Spectroscopically Orthogonal Spin Labels in Structural Biology at Physiological Temperatures

Abstract

Electron paramagnetic resonance spectroscopy (EPR) is mostly used in structural biology in conjunction with pulsed dipolar spectroscopy (PDS) methods to monitor interspin distances in biomacromolecules at cryogenic temperatures both in vitro and in cells. In this context, spectroscopically orthogonal spin labels were shown to increase the information content that can be gained per sample.
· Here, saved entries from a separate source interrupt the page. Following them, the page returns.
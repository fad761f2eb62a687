use std::io;
use tracing::{debug, info};

use crate::config::{Args, OutputFormat, Settings};
use crate::error::{Error, Result};
use crate::pipeline::Pipeline;
use crate::sink::{JsonSink, SummarySink, TextSink};

/// Loads configuration, then monitors the input named by `args` (or stdin)
/// until it is exhausted. Summaries go to stdout.
pub async fn handle_monitor(args: &Args) -> Result<()> {
    let settings = Settings::load(args)?;
    debug!(?settings, "configuration loaded");

    let pipeline = Pipeline::new(settings.monitor_config()?)?;
    let sink = stdout_sink(settings.monitor.format);

    match &args.file {
        Some(path) => {
            info!(path = %path.display(), "reading input file");
            let file = tokio::fs::File::open(path).await.map_err(Error::Read)?;
            pipeline.run(file, sink).await?;
        }
        None => {
            info!("reading stdin");
            pipeline.run(tokio::io::stdin(), sink).await?;
        }
    }
    Ok(())
}

fn stdout_sink(format: OutputFormat) -> Box<dyn SummarySink + Send> {
    match format {
        OutputFormat::Text => Box::new(TextSink::new(io::stdout())),
        OutputFormat::Json => Box::new(JsonSink::new(io::stdout())),
    }
}
//! The stream monitor: window lifecycle, history and alerting.
//!
//! A [`StreamMonitor`] is driven by three inputs: records ([`StreamMonitor::handle`]),
//! window timer expiry ([`StreamMonitor::tick`]) and end of input
//! ([`StreamMonitor::finish`]). It is owned by a single task and holds no locks.

use chrono::{DateTime, Duration, FixedOffset};
use tokio::time::Instant;
use tracing::{debug, info, trace, warn};

use crate::aggregation::{
    AlertEvent, AlertMonitor, AlertState, Breakdown, HistoryRing, Window, WindowAccumulator,
    WindowSummary,
};
use crate::clf::{format_timestamp, Record};
use crate::config::MonitorConfig;
use crate::error::Result;
use crate::sink::SummarySink;

pub struct StreamMonitor<S> {
    config: MonitorConfig,
    window: Duration,
    span: Duration,
    current: Option<WindowAccumulator>,
    history: HistoryRing,
    alerts: AlertMonitor,
    deadline: Option<Instant>,
    flushed: u64,
    sink: S,
}

impl<S: SummarySink> StreamMonitor<S> {
    pub fn new(config: MonitorConfig, sink: S) -> Result<Self> {
        config.validate()?;
        let window = config.window_duration()?;
        let span = config.span_duration()?;
        Ok(Self {
            history: HistoryRing::new(config.history_capacity()),
            alerts: AlertMonitor::new(config.threshold),
            config,
            window,
            span,
            current: None,
            deadline: None,
            flushed: 0,
            sink,
        })
    }

    /// Counts a record into the current window, rolling windows forward
    /// first if its timestamp is at or past the current window's end.
    ///
    /// Records without a timestamp are counted only while a window is open.
    /// Records older than the current window's start are dropped.
    pub fn handle(&mut self, record: &Record) -> Result<()> {
        let Some(ts) = record.timestamp else {
            match self.current.as_mut() {
                Some(current) => current.observe(record),
                None => trace!("dropping record without timestamp, no window open"),
            }
            return Ok(());
        };

        match self.current.as_ref().map(|current| (current.start(), current.end())) {
            None => self.open_window(ts),
            Some((start, _)) if ts < start => {
                trace!(
                    timestamp = %format_timestamp(&ts),
                    window_start = %format_timestamp(&start),
                    "dropping out-of-order record"
                );
                return Ok(());
            }
            Some((start, end)) if ts >= end => self.advance_to(start, ts)?,
            Some(_) => {}
        }

        if let Some(current) = self.current.as_mut() {
            current.observe(record);
        }
        Ok(())
    }

    /// Window timer expiry: flushes the current window at its end and opens
    /// the next one starting there.
    pub fn tick(&mut self) -> Result<()> {
        let Some(current) = self.current.take() else {
            self.deadline = None;
            return Ok(());
        };
        let (window, breakdown) = current.close();
        let next = window.end;
        self.flush(window, &breakdown)?;
        self.open_window(next);
        Ok(())
    }

    /// End of input: flushes the current window, truncated to the last
    /// timestamp it saw.
    pub fn finish(&mut self) -> Result<()> {
        self.deadline = None;
        if let Some(current) = self.current.take() {
            let (window, breakdown) = current.close_at_last_seen();
            self.flush(window, &breakdown)?;
        }
        self.sink.flush()
    }

    /// Wall-clock instant at which [`StreamMonitor::tick`] is due, if a window is open.
    pub fn deadline(&self) -> Option<Instant> {
        self.deadline
    }

    pub fn current(&self) -> Option<&WindowAccumulator> {
        self.current.as_ref()
    }

    pub fn history(&self) -> &HistoryRing {
        &self.history
    }

    pub fn alert_state(&self) -> AlertState {
        self.alerts.state()
    }

    /// Number of windows flushed so far, including synthesized empty ones.
    pub fn flushed(&self) -> u64 {
        self.flushed
    }

    pub fn config(&self) -> &MonitorConfig {
        &self.config
    }

    pub fn sink(&self) -> &S {
        &self.sink
    }

    pub fn into_sink(self) -> S {
        self.sink
    }

    fn open_window(&mut self, start: DateTime<FixedOffset>) {
        trace!(start = %format_timestamp(&start), "opening window");
        self.current = Some(WindowAccumulator::open(start, self.window));
        self.deadline = Some(Instant::now() + self.config.window);
    }

    /// Flushes the current window and one empty window per silent interval,
    /// then opens the window containing `ts`.
    fn advance_to(
        &mut self,
        start: DateTime<FixedOffset>,
        ts: DateTime<FixedOffset>,
    ) -> Result<()> {
        let window_ms = self.window.num_milliseconds();
        let steps = (ts - start).num_milliseconds() / window_ms;

        if let Some(current) = self.current.take() {
            let (window, breakdown) = current.close();
            self.flush(window, &breakdown)?;
        }

        if steps > self.history.capacity() as i64 {
            warn!(
                count = steps - 1,
                from = %format_timestamp(&start),
                to = %format_timestamp(&ts),
                "timestamp jumped past the moving average span, filling silent windows"
            );
        } else if steps > 1 {
            debug!(count = steps - 1, "filling silent windows");
        }
        for step in 1..steps {
            let start = start + Duration::milliseconds(window_ms * step);
            self.flush(Window::empty(start, self.window), &Breakdown::default())?;
        }

        self.open_window(start + Duration::milliseconds(window_ms * steps));
        Ok(())
    }

    fn flush(&mut self, window: Window, breakdown: &Breakdown) -> Result<()> {
        let summary = WindowSummary::new(&window, breakdown, self.config.top_entries);
        self.sink.window(&summary)?;
        self.flushed += 1;

        self.history.put(window);
        let average = self.history.average_traffic(window.end - self.span);
        debug!(
            start = %format_timestamp(&window.start),
            end = %format_timestamp(&window.end),
            hits = window.hits,
            average,
            "window flushed"
        );

        if let Some(event) = self.alerts.evaluate(average, window.end) {
            match &event {
                AlertEvent::Alert { average, at } => {
                    warn!(average, at = %format_timestamp(at), "high traffic alert")
                }
                AlertEvent::Recovery { average, at } => {
                    info!(average, at = %format_timestamp(at), "high traffic recovered")
                }
            }
            self.sink.alert(&event)?;
        }
        Ok(())
    }
}

#[cfg(test)]
mod tests {
    use super::*;
    use crate::clf::parse_timestamp;
    use crate::sink::TextSink;
    use std::time::Duration as StdDuration;

    #[derive(Default)]
    struct Recorder {
        windows: Vec<WindowSummary>,
        events: Vec<AlertEvent>,
    }

    impl SummarySink for Recorder {
        fn window(&mut self, summary: &WindowSummary) -> Result<()> {
            self.windows.push(summary.clone());
            Ok(())
        }

        fn alert(&mut self, event: &AlertEvent) -> Result<()> {
            self.events.push(event.clone());
            Ok(())
        }
    }

    fn t0() -> DateTime<FixedOffset> {
        parse_timestamp("10/Oct/2000:13:55:36 -0700").unwrap()
    }

    fn at(offset_ms: i64) -> Record {
        Record {
            timestamp: Some(t0() + Duration::milliseconds(offset_ms)),
            request: Some("GET /pages/create HTTP/1.0".to_string()),
            status: Some(200),
            ..Record::default()
        }
    }

    fn monitor(window_secs: u64, span_secs: u64, threshold: u64) -> StreamMonitor<Recorder> {
        let config = MonitorConfig::new(
            StdDuration::from_secs(window_secs),
            StdDuration::from_secs(span_secs),
            threshold,
        );
        StreamMonitor::new(config, Recorder::default()).unwrap()
    }

    #[test]
    fn test_hits_sum_to_timestamped_records() {
        let mut monitor = monitor(10, 120, 1000);
        let offsets = [0, 1_000, 9_999, 10_000, 15_000, 42_000, 42_500, 95_000];
        for offset in offsets {
            monitor.handle(&at(offset)).unwrap();
        }
        monitor.finish().unwrap();

        let total: u64 = monitor.sink().windows.iter().map(|w| w.hits).sum();
        assert_eq!(total, offsets.len() as u64);
        assert_eq!(monitor.sink().windows.len(), 10);
    }

    #[test]
    fn test_gap_fills_empty_windows() {
        let mut monitor = monitor(10, 120, 1000);
        monitor.handle(&at(0)).unwrap();
        monitor.handle(&at(30_001)).unwrap();

        let windows = &monitor.sink().windows;
        assert_eq!(windows.len(), 3);
        assert_eq!(
            windows.iter().map(|w| w.hits).collect::<Vec<_>>(),
            vec![1, 0, 0]
        );
        assert_eq!(windows[1].start, t0() + Duration::seconds(10));
        assert_eq!(windows[2].end, t0() + Duration::seconds(30));

        let current = monitor.current().unwrap();
        assert_eq!(current.start(), t0() + Duration::seconds(30));
        assert_eq!(current.hits(), 1);
    }

    #[test]
    fn test_long_gap_flushes_every_window_and_recovers() {
        let mut monitor = monitor(10, 20, 2);
        for _ in 0..5 {
            monitor.handle(&at(0)).unwrap();
        }
        monitor.handle(&at(100_000)).unwrap();

        let windows = &monitor.sink().windows;
        assert!(monitor.history().capacity() < 10);
        assert_eq!(windows.len(), 10);
        assert_eq!(windows[0].hits, 5);
        assert!(windows[1..].iter().all(|w| w.hits == 0));
        assert_eq!(windows[9].end, t0() + Duration::seconds(100));
        assert_eq!(monitor.current().unwrap().start(), t0() + Duration::seconds(100));

        let events = &monitor.sink().events;
        assert_eq!(events.len(), 2);
        assert!(matches!(events[0], AlertEvent::Alert { .. }));
        assert!(matches!(events[1], AlertEvent::Recovery { .. }));
    }

    #[test]
    fn test_record_at_window_end_rolls_over() {
        let mut monitor = monitor(10, 120, 1000);
        monitor.handle(&at(0)).unwrap();
        monitor.handle(&at(10_000)).unwrap();
        assert_eq!(monitor.flushed(), 1);
        assert_eq!(monitor.current().unwrap().start(), t0() + Duration::seconds(10));
    }

    #[test]
    fn test_drops_out_of_order_and_undated_records() {
        let mut monitor = monitor(10, 120, 1000);

        monitor.handle(&Record::default()).unwrap();
        assert!(monitor.current().is_none());

        monitor.handle(&at(20_000)).unwrap();
        monitor.handle(&at(5_000)).unwrap();
        monitor.handle(&Record::default()).unwrap();
        assert_eq!(monitor.current().unwrap().hits(), 2);

        monitor.finish().unwrap();
        assert_eq!(monitor.sink().windows.len(), 1);
        assert_eq!(monitor.sink().windows[0].hits, 2);
    }

    #[test]
    fn test_tick_opens_next_window_at_end() {
        let mut monitor = monitor(10, 120, 1000);
        monitor.tick().unwrap();
        assert_eq!(monitor.flushed(), 0);
        assert!(monitor.deadline().is_none());

        monitor.handle(&at(3_000)).unwrap();
        assert!(monitor.deadline().is_some());
        monitor.tick().unwrap();
        monitor.tick().unwrap();

        let windows = &monitor.sink().windows;
        assert_eq!(windows.len(), 2);
        assert_eq!(windows[0].hits, 1);
        assert_eq!(windows[0].end, t0() + Duration::seconds(13));
        assert_eq!(windows[1].start, t0() + Duration::seconds(13));
        assert_eq!(windows[1].hits, 0);
        assert_eq!(monitor.current().unwrap().start(), t0() + Duration::seconds(23));
    }

    #[test]
    fn test_alert_hysteresis() {
        let mut monitor = monitor(10, 10, 2);
        for (window, hits) in [(0, 5), (1, 5), (2, 5), (3, 1), (4, 1)] {
            for _ in 0..hits {
                monitor.handle(&at(window * 10_000)).unwrap();
            }
        }
        monitor.finish().unwrap();

        let events = &monitor.sink().events;
        assert_eq!(events.len(), 2);
        assert_eq!(
            events[0],
            AlertEvent::Alert {
                average: 5.0,
                at: t0() + Duration::seconds(10)
            }
        );
        assert_eq!(
            events[1],
            AlertEvent::Recovery {
                average: 1.0,
                at: t0() + Duration::seconds(40)
            }
        );
        assert_eq!(monitor.alert_state(), AlertState::Normal);
    }

    #[test]
    fn test_single_line_text_output() {
        let config =
            MonitorConfig::new(StdDuration::from_secs(10), StdDuration::from_secs(120), 10);
        let mut monitor = StreamMonitor::new(config, TextSink::new(Vec::new())).unwrap();
        let record = Record::parse(
            r#"127.0.0.1 - - [10/Oct/2000:13:55:36 -0700] "GET http://my.site.com/pages/create HTTP/1.0" 200 100"#,
        )
        .unwrap();
        monitor.handle(&record).unwrap();
        monitor.finish().unwrap();

        let out = String::from_utf8(monitor.into_sink().into_inner()).unwrap();
        let mut lines = out.lines();
        assert_eq!(
            lines.next(),
            Some("10/Oct/2000:13:55:36 -0700 - 10/Oct/2000:13:55:36 -0700")
        );
        assert!(out.contains("\tSection Hits: http://my.site.com/pages (1)\n"));
        assert!(!out.contains("High traffic"));
    }
}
Here, we exploit the characteristic properties of gadolinium and nitroxide spin labels at physiological temperatures to study side chain dynamics via continuous wave (cw) EPR at X band, surface water dynamics via Overhauser dynamic nuclear polarization at X band and short-range distances via cw EPR at high fields. The presented approaches further increase the accessible information content on biomolecules tagged with orthogonal labels providing insights into molecular interactions and dynamic equilibria that are only revealed under physiological conditions.

Figure 1

DEER vs room temperature methods. Summary of the most relevant information, which can be extracted, and graphical sketch of the acquired data.

Figure 2

Minimal Bcl-2 interactome investigated. (A) Primary structures of Bim peptides used in this study with the position of the different spin labels highlighted. The spin labeling efficiency (η, spin/peptide concentration) is shown in parenthesis. A schematic color-coded representation of each spin-labeled peptide is shown on the right. The size of the peptides is encoded in the length of the colored boxes representing them. In the following, the Gd-Bim peptides will be named “Gd-peptides” for simplicity. (B) Ribbon representation of C-terminally truncated Bcl-xL (PDB: 4QVF) and (C) full length Bax (PDB: 1F16). Insets show a schematic representation of the unlabeled Bcl-xL used in this study and of the spin-labeled Bax carrying the nitroxide labels at the two natural cysteines 62 and 126.

Figure 3

Nitroxide kinetics in the presence and absence of Gd-peptides at physiological temperature. (A) Schematic representation of the interaction partners. (B) Cw EPR kinetics at 37 °C of nitroxide-labeled Bax in LUVs with a composition mimicking the outer mitochondrial membrane alone and with different Bim peptides. Bax was added at 20 μM final concentration, the peptides were added in a 1:1 stoichiometric ratio. (C) Cw EPR spectra extracted from the kinetic trace of panel B after 5 min (light gray) and 305 min (colored) incubation.

Figure 4

Room temperature ODNP on orthogonally labeled samples. (A) Schematic view of the probed interactions. (B) ODNP enhancement obtained at room temperature in aqueous solution in the presence of Gd-Bim peptides alone (final concentration 15 μM) or in the presence of Bcl-xL (1:1 stoichiometry). (C) ODNP enhancement obtained at room temperature in aqueous solution in the presence of MTSL-Bim peptides alone (final concentration 15 μM) or in the presence of Bcl-xL (1:1 stoichiometry). (D) Competition experiments performed with the MTSL-labeled peptides and Bcl-xL (1:1 stoichiometric ratio) upon addition of excess unlabeled or Gd-labeled Bim peptides in a 1:3 ratio with respect to the MTSL-peptide. Cw X-band EPR spectra detected on the ODNP samples presented above, respectively. Rotational correlation times were extracted using the approximation described in ref (35).

Figure 5

“Room temperature” (288 K) Gd–Gd distances by high field cw EPR. (A) Schematic representation of the interactions and cw EPR spectra of the central −1/2 to +1/2 transition detected on the Gd-Bim₂₇ peptides in solution (final concentration 100 μM) in the absence or in the presence of Bcl-xL (1:1 stoichiometric ratio) or in the absence and presence of TFE (66% v/v). (B) Schematic of the interactions and cw EPR spectra on the Gd-Bim₁₇ peptides under the same experimental conditions. The spectra detected at cryogenic temperatures are shown in Figure S4.